_WHAT YOU HAVE TO DO_
Your answer should be one number, the count of lines in the entries holding the word "Wakeup".

_THE DATA_
* * * * * * * * *
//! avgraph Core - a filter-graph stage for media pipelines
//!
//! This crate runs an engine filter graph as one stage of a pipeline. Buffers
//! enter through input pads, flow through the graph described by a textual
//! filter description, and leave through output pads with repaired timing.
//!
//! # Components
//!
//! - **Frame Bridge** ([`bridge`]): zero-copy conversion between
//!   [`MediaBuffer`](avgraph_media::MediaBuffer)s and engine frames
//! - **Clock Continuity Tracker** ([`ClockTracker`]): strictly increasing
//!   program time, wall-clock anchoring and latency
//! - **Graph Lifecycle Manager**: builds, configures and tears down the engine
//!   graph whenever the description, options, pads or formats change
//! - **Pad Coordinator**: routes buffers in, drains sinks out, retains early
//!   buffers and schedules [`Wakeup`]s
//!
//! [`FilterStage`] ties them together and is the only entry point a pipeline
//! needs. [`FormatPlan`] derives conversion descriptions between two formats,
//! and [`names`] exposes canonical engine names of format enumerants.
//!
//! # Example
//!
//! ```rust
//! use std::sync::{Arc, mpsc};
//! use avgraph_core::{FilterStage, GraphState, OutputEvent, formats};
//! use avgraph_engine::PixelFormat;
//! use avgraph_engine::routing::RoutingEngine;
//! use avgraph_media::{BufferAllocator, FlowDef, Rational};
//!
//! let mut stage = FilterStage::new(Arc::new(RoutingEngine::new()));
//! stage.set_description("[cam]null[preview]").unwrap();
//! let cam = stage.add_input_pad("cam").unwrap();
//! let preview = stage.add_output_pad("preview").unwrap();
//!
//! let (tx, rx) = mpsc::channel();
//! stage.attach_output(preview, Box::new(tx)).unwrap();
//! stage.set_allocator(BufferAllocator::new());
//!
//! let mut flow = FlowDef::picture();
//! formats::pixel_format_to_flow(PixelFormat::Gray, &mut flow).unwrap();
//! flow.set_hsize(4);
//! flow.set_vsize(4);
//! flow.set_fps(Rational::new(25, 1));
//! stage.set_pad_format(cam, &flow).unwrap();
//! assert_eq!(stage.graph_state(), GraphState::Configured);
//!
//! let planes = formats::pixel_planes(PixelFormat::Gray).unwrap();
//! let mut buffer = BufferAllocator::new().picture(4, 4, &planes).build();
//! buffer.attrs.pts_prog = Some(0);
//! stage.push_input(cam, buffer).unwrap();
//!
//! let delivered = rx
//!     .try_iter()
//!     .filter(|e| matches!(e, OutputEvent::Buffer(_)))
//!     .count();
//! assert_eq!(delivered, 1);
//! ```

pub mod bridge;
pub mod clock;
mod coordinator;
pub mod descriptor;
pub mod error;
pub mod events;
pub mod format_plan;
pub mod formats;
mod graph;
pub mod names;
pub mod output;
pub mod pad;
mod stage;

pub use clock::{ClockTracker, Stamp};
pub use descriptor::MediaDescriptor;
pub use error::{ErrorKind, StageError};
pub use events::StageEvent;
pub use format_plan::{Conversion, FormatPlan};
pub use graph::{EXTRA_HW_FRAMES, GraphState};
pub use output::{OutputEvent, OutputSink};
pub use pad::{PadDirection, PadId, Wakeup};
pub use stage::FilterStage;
* * * * * * * * *
_REPLY_
2